Stored data:
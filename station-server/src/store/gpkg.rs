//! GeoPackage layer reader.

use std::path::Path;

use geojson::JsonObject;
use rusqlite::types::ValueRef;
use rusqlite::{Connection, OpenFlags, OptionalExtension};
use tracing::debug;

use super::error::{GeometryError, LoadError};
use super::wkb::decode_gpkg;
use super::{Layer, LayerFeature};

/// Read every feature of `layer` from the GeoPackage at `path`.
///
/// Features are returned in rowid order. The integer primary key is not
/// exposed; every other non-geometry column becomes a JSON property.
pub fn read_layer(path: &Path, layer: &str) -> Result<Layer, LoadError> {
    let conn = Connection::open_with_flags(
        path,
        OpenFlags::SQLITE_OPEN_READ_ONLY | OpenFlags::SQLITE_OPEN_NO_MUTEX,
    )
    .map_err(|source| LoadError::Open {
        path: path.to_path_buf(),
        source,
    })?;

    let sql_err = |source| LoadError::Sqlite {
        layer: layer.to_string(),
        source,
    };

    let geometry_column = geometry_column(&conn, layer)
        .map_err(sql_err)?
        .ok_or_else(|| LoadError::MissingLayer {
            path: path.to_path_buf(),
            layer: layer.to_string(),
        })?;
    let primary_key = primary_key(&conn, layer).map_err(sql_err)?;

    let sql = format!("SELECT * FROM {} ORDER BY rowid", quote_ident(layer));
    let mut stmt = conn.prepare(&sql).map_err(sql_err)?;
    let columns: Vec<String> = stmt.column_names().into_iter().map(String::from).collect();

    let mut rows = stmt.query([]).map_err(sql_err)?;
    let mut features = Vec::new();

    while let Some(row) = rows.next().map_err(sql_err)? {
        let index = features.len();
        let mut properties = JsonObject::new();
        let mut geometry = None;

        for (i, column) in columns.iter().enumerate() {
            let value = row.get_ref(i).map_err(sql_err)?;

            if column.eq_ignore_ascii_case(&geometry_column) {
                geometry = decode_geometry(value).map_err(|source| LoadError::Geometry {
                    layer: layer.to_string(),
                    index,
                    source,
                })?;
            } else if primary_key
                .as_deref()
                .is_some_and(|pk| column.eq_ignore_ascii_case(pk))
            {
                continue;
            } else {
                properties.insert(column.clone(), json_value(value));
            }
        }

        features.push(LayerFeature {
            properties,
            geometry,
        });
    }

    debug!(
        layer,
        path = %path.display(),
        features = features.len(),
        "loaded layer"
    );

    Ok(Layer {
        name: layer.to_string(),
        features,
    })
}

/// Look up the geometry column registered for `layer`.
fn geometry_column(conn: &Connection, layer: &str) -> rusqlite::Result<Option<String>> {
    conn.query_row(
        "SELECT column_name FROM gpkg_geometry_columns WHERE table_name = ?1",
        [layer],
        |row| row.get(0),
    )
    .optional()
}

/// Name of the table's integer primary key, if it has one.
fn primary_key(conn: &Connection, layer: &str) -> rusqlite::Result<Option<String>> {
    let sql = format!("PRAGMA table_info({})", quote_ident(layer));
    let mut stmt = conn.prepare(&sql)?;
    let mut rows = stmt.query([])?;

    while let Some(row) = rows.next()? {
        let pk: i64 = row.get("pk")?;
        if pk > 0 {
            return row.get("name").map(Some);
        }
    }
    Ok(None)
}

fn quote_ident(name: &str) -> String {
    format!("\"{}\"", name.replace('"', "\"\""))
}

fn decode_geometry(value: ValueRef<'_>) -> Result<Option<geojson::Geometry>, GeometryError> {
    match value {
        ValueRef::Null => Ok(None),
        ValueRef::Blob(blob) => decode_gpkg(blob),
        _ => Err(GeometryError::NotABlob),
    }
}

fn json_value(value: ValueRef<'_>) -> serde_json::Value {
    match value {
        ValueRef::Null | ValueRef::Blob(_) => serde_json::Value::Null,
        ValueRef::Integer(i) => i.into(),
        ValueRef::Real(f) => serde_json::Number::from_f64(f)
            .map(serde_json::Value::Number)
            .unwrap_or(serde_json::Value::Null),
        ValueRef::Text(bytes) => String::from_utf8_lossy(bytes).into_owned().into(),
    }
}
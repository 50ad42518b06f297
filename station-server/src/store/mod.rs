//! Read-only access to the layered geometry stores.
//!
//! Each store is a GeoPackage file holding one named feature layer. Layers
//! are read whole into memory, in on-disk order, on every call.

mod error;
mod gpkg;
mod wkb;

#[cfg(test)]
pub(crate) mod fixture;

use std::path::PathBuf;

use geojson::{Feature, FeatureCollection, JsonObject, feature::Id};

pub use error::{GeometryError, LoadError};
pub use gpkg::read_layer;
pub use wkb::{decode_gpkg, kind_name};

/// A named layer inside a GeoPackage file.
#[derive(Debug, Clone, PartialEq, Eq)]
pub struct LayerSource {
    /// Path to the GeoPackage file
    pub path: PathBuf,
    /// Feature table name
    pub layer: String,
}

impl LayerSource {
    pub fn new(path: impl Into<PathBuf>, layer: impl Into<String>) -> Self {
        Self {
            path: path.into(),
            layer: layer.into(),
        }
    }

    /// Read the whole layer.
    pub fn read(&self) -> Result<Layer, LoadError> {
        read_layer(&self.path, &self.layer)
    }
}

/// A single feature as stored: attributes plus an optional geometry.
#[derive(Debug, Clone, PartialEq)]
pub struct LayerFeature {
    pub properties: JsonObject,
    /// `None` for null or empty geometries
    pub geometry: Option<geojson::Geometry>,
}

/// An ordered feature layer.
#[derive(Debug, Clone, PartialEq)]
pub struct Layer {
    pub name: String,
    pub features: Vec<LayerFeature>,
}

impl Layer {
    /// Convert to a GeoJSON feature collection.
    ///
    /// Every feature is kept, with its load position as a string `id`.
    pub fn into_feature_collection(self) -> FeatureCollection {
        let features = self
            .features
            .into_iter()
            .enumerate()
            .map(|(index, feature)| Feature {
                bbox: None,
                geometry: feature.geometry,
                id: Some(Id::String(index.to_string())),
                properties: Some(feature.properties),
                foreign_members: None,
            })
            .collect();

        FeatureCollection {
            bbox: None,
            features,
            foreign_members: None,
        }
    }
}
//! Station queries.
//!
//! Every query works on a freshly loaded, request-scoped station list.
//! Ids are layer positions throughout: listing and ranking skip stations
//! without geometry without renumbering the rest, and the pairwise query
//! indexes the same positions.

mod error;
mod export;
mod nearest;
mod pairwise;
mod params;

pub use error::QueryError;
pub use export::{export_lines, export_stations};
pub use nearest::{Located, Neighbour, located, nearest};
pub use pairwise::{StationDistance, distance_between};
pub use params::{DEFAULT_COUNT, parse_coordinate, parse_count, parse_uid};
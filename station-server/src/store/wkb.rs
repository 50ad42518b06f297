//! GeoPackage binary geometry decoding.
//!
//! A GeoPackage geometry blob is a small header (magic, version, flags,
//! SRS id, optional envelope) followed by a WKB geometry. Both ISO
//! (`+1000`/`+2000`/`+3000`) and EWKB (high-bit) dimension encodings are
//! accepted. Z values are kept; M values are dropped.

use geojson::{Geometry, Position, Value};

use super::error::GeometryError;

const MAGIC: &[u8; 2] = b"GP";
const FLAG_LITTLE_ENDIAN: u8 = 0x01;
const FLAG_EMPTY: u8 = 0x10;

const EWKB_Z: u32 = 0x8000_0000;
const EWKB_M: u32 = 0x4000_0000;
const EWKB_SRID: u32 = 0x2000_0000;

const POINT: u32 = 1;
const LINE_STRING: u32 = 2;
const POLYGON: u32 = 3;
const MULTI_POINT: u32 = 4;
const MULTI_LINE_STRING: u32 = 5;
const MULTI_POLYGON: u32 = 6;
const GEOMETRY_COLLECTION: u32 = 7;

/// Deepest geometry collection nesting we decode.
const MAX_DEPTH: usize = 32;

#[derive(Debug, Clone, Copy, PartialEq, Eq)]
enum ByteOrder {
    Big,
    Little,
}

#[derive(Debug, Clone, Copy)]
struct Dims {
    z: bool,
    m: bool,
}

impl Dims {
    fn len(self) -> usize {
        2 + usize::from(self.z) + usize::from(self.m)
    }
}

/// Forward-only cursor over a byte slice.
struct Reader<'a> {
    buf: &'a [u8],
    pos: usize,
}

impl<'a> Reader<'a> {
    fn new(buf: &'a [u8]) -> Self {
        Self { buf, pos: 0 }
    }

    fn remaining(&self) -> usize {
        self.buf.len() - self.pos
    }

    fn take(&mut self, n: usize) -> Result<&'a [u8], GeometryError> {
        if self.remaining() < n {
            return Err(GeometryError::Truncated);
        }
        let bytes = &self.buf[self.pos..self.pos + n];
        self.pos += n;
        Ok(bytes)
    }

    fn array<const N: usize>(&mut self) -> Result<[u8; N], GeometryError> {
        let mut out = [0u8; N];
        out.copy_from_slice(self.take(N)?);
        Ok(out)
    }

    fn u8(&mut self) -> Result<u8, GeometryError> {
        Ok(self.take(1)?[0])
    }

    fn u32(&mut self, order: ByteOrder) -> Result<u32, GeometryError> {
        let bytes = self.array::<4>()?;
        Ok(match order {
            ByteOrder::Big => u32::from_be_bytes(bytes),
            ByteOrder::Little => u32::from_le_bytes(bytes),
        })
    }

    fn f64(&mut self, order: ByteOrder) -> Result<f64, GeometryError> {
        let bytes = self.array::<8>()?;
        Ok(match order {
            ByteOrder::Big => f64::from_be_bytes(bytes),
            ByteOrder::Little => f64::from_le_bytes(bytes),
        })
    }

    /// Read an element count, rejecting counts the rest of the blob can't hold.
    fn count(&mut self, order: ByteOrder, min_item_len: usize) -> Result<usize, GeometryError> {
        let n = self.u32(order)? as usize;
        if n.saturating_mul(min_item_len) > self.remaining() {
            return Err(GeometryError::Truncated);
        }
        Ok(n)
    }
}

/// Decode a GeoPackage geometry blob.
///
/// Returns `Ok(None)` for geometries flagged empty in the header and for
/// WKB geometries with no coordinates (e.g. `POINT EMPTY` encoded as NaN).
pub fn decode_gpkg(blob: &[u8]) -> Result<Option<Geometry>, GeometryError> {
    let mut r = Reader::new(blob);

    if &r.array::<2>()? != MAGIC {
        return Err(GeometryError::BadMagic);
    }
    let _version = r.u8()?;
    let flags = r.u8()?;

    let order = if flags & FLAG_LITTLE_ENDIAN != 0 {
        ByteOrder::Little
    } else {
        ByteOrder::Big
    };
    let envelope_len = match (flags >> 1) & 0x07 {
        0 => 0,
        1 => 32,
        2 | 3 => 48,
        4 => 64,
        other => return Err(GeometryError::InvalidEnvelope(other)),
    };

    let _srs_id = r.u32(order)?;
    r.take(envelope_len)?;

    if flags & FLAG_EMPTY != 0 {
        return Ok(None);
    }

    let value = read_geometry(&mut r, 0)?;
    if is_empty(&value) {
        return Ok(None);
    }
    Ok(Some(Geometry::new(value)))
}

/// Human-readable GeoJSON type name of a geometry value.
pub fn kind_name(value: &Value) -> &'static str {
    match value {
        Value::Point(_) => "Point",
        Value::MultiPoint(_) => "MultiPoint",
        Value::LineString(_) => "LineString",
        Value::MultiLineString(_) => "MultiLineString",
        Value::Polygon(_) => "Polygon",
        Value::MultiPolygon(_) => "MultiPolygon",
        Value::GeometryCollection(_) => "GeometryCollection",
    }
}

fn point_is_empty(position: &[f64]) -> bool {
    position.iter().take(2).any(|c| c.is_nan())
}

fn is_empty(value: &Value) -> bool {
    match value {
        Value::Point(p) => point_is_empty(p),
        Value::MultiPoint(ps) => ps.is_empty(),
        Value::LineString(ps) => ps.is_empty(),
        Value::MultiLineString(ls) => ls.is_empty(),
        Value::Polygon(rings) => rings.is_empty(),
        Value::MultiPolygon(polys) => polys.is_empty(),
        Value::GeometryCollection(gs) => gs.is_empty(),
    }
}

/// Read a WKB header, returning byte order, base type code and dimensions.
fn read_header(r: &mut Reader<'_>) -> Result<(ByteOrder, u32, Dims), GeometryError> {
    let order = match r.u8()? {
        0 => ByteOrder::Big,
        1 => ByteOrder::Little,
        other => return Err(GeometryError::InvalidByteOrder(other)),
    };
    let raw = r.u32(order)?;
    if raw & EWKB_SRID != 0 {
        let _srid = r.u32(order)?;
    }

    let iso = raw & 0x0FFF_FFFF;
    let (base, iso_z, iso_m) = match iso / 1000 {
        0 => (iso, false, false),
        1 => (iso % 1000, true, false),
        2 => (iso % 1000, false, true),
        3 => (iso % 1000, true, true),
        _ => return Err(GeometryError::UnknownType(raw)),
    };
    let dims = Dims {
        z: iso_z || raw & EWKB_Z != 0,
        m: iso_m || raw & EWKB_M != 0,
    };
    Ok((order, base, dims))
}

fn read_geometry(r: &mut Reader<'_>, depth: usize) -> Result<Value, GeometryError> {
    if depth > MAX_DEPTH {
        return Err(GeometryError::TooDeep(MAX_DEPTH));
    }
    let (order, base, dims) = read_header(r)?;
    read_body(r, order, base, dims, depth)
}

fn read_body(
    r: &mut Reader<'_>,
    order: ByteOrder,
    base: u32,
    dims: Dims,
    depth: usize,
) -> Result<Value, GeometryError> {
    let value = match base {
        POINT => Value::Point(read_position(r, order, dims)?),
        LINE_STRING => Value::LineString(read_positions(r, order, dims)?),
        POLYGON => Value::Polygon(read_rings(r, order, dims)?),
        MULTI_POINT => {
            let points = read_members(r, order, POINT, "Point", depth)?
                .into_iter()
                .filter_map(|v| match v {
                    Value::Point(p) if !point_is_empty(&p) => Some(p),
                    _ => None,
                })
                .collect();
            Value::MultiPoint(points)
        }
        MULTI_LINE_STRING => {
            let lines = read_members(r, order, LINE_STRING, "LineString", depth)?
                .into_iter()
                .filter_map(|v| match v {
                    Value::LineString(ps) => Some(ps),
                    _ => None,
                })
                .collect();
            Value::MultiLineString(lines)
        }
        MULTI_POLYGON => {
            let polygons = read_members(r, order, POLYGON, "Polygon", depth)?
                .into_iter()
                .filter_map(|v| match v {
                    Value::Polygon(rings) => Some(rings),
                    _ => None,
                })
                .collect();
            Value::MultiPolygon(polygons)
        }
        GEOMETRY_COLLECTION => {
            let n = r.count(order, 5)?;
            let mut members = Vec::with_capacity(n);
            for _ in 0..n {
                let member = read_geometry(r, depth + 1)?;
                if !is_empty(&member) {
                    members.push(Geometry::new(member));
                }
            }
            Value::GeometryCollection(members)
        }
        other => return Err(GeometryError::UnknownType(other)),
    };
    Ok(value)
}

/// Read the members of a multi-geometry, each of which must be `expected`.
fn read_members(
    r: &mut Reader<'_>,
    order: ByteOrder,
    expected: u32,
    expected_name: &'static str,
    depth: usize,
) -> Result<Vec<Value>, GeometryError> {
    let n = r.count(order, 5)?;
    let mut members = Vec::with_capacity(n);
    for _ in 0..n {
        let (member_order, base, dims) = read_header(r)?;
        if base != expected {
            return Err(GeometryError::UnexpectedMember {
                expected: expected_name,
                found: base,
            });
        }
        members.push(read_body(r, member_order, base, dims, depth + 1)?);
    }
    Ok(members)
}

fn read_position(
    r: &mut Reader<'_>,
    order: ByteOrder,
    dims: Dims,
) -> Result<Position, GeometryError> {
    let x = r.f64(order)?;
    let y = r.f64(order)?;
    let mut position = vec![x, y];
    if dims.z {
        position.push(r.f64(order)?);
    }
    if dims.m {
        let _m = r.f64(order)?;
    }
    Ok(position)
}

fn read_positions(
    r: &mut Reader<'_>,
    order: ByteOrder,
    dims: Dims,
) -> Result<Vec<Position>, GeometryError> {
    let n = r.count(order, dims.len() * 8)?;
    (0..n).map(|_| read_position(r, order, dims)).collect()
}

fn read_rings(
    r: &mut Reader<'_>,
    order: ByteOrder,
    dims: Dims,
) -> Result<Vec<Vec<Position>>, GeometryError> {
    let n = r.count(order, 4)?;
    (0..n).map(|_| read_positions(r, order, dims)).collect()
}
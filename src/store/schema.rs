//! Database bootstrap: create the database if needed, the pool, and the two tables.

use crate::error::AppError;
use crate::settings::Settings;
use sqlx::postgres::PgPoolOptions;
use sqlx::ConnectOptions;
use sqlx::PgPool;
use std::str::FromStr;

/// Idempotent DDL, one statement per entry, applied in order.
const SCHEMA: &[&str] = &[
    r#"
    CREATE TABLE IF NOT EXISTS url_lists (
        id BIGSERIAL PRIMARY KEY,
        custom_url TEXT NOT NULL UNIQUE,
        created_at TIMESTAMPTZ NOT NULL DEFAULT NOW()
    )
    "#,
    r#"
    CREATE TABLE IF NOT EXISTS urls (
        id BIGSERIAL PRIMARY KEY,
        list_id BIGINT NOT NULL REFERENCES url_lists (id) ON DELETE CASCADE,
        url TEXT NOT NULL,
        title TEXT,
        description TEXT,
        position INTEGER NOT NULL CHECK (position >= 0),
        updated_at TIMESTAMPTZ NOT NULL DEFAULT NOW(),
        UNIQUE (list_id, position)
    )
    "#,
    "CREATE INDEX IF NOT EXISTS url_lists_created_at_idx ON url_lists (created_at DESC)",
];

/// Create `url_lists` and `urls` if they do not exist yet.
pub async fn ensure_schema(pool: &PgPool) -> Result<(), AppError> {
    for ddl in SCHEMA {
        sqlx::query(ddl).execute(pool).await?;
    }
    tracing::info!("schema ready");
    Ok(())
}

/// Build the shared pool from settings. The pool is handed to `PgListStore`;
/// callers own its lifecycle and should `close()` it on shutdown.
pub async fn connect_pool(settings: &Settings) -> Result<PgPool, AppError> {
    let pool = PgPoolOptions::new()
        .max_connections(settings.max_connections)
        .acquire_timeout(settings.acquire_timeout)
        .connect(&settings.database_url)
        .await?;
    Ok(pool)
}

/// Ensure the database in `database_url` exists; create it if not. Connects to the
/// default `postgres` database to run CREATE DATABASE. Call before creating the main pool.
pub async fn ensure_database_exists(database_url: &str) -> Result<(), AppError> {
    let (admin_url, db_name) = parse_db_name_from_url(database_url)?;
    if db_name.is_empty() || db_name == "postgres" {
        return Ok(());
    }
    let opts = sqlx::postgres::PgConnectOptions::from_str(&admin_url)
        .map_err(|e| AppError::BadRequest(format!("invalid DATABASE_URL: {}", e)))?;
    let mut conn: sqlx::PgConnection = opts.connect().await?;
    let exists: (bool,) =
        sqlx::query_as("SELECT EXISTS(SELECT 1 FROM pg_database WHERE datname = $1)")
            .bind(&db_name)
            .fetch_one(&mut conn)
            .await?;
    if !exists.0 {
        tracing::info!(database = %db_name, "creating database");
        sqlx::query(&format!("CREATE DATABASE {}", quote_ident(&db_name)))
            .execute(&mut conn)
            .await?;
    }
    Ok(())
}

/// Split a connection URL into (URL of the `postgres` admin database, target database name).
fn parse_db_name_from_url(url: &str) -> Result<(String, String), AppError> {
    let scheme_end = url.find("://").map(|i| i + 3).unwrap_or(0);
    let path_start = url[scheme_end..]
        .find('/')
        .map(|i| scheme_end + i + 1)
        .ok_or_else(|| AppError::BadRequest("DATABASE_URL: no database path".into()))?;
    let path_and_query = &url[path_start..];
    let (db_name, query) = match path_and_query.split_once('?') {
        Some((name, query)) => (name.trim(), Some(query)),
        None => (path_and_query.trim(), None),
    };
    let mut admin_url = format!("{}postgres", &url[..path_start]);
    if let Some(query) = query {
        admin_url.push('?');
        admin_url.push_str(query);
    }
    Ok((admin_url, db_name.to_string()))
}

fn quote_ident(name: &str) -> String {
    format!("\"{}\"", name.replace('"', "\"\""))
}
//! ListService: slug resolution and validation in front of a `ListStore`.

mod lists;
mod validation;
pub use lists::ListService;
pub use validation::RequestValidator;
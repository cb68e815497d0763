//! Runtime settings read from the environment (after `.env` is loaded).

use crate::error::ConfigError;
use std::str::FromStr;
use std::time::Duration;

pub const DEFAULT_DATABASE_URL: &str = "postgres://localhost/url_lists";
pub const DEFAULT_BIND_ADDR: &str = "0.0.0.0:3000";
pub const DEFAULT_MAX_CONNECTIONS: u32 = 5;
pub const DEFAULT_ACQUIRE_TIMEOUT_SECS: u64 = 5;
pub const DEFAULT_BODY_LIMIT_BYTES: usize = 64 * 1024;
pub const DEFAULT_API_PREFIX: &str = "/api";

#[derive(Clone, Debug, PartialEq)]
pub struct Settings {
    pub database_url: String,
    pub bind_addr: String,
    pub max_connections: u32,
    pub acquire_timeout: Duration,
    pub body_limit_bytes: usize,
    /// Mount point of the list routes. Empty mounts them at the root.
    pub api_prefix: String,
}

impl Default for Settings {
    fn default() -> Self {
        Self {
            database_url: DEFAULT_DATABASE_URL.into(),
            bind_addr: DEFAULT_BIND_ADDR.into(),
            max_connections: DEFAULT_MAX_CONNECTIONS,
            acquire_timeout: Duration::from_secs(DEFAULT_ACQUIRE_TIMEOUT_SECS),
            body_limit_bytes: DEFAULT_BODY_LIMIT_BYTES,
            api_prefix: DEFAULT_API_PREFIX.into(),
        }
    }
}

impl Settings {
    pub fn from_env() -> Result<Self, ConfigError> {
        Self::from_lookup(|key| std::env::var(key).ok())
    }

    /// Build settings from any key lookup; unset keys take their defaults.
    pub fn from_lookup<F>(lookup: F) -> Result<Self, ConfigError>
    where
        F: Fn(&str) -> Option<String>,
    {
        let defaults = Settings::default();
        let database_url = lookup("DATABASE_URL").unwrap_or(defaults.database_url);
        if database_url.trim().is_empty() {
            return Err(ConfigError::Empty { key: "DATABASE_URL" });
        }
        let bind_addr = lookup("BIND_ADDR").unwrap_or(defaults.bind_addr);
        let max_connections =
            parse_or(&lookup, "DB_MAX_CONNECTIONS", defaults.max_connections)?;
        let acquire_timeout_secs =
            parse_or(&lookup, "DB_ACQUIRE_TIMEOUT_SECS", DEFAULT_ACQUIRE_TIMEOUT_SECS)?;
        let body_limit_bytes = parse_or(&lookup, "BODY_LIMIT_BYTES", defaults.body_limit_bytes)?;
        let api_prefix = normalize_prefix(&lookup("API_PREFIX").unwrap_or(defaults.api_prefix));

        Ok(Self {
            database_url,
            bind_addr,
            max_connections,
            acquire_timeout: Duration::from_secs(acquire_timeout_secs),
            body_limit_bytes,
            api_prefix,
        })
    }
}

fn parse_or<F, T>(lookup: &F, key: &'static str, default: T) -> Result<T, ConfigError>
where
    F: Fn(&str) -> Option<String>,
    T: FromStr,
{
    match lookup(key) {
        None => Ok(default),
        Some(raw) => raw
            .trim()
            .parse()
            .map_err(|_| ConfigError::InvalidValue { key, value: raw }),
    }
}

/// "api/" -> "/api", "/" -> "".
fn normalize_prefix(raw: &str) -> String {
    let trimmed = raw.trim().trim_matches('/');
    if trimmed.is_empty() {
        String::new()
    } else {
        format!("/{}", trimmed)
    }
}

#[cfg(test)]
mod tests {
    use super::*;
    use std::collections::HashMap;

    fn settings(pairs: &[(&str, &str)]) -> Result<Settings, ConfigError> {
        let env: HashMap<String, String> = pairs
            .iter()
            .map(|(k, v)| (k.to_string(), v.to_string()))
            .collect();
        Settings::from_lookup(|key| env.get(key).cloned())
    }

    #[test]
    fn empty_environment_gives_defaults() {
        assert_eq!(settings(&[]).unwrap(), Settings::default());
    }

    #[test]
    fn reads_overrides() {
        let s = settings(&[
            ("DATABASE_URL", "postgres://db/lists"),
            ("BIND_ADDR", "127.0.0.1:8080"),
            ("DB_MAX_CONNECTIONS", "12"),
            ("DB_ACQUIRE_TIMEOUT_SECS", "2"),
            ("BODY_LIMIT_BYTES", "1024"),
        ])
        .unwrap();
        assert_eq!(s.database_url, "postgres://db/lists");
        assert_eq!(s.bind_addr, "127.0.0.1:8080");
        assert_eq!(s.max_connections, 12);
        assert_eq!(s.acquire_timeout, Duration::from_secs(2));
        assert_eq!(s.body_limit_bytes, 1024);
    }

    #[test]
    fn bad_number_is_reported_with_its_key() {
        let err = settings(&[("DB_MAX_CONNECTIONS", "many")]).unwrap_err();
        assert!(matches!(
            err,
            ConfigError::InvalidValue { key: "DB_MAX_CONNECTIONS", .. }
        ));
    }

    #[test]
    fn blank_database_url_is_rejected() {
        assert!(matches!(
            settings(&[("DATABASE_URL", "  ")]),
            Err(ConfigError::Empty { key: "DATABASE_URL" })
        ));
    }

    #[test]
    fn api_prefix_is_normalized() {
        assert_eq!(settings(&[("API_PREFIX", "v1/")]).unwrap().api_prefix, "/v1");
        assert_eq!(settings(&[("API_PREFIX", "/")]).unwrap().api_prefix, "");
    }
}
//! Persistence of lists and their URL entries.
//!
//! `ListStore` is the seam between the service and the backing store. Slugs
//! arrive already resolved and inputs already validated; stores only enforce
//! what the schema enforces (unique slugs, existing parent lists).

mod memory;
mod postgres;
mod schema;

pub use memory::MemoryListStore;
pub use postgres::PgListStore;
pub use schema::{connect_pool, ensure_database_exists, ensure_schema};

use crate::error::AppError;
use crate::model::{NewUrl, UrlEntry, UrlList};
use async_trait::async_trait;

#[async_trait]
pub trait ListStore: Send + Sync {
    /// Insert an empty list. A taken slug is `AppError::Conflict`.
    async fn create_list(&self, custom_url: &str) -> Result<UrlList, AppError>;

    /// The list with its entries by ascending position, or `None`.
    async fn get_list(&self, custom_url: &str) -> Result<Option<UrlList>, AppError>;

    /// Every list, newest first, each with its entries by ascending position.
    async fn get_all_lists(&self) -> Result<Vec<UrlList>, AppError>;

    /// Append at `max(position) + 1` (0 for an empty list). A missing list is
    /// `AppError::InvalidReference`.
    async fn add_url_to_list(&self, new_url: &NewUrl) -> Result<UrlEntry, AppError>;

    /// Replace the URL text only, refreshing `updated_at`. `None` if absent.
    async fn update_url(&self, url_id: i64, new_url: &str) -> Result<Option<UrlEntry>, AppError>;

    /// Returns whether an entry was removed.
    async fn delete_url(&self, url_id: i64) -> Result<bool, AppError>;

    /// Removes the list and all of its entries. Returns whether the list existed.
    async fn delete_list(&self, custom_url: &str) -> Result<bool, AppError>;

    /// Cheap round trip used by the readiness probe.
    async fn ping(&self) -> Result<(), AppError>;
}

Activity: Go through the records above, find every line with the word "rows", and list those lines.

Answer box:
    let mut rows = stmt.query([]).map_err(sql_err)?;
    while let Some(row) = rows.next().map_err(sql_err)? {
    let mut rows = stmt.query([])?;
    while let Some(row) = rows.next()? {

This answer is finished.